Turduckening black holes: an analytical and computational study
David Brown, Peter Diener, Olivier Sarbach, Erik Schnetter, Manuel, Tiglio

TL;DR
This paper analyzes the turduckening technique for black hole simulations, combining analytical constraint propagation studies with 3D numerical experiments to evaluate its effectiveness and impact on gravitational wave extraction.
Contribution
It provides a rigorous analytical framework for understanding constraint violations in turduckening and compares its performance with puncture methods through detailed simulations.
Findings
Constraint violations can propagate outside black holes depending on conditions.
Turduckening produces gravitational wave signals similar to puncture methods.
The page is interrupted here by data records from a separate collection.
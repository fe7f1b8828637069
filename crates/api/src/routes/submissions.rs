//! Route definitions for scene submissions.
//!
//! Two routers are provided:
//! - `router()` for per-submission routes mounted at `/submissions`
//! - `assignment_router()` for per-creator queries mounted at `/assignments`

use axum::routing::{get, post};
use axum::Router;

use crate::handlers::submission;
use crate::state::AppState;

/// Submission routes mounted at `/submissions`.
///
/// ```text
/// POST   /                 -> submit
/// GET    /pending          -> list_pending
/// GET    /{id}             -> get_submission
/// GET    /{id}/history     -> get_history
/// POST   /{id}/approve     -> approve
/// POST   /{id}/reject      -> reject
/// POST   /{id}/override    -> override_decision
/// ```
pub fn router() -> Router<AppState> {
    Router::new()
        .route("/", post(submission::submit))
        .route("/pending", get(submission::list_pending))
        .route("/{id}", get(submission::get_submission))
        .route("/{id}/history", get(submission::get_history))
        .route("/{id}/approve", post(submission::approve))
        .route("/{id}/reject", post(submission::reject))
        .route("/{id}/override", post(submission::override_decision))
}

/// Per-creator routes mounted at `/assignments`.
///
/// ```text
/// GET    /{assignment_id}/users/{user_id}/submissions                  -> list_for_assignment_user
/// GET    /{assignment_id}/users/{user_id}/scenes/{scene_number}/latest -> latest_for_slot
/// GET    /{assignment_id}/users/{user_id}/progress                     -> get_progress
/// ```
pub fn assignment_router() -> Router<AppState> {
    Router::new()
        .route(
            "/{assignment_id}/users/{user_id}/submissions",
            get(submission::list_for_assignment_user),
        )
        .route(
            "/{assignment_id}/users/{user_id}/scenes/{scene_number}/latest",
            get(submission::latest_for_slot),
        )
        .route(
            "/{assignment_id}/users/{user_id}/progress",
            get(submission::get_progress),
        )
}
Differences in waveforms decrease with larger detector distances.
Abstract
We provide a detailed analysis of several aspects of the turduckening technique for evolving black holes. At the analytical level we study the constraint propagation for a general family of BSSN-type formulation of Einstein's field equations and identify under what conditions the turducken procedure is rigorously justified and under what conditions constraint violations will propagate to the outside of the black holes. We present high-resolution spherically symmetric studies which verify our analytical predictions. Then we present three dimensional simulations of single distorted black holes using different variations of the turduckening method and also the puncture method. We study the effect that these different methods have on the coordinate conditions, constraint violations, and extracted gravitational waves. We find that the waves agree up to small but non-vanishing differences,…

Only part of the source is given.